• _Aim of the exercise_
The lines below that include "types" are to be found and copied.
━━ Data to examine ━━
//! Cookflow Library
//!
//! This library provides the core functionality for the cookflow CLI.
//! It includes:
//! - Step model and session state types
//! - Session timer engine, progress aggregation and the host runner
//! - Notification synchronization with throttling and cleanup
//! - Configuration loading
//! - CLI command parsing and display utilities

pub mod cli;
pub mod config;
pub mod notification;
pub mod session;
pub mod types;

// Re-export commonly used types for convenience
pub use types::{SessionSpec, SessionState, SessionStatus, SessionSummary, Step};

pub use config::{AppConfig, NotificationConfig};

pub use session::{
    IntervalTickSource, ManualTickSource, ManualTicker, RunnerConfig, SessionCommand,
    SessionEngine, SessionError, SessionEvent, SessionOutcome, SessionRunner, TickSource,
};

pub use notification::{
    dispatcher, initialize_with_fallback, Clock, ConsoleNotifier, DispatchCommand,
    ManualClock, MockNotificationCapability, NotificationCall, NotificationCapability,
    NotificationChannel, NotificationError, NotificationHandle, NotificationRecord,
    NotificationRequest, SystemClock, UrgencyTier,
};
━━━
• _Written reply_
//! - Step model and session state types
pub mod types;
// Re-export commonly used types for convenience
pub use types::{SessionSpec, SessionState, SessionStatus, SessionSummary, Step};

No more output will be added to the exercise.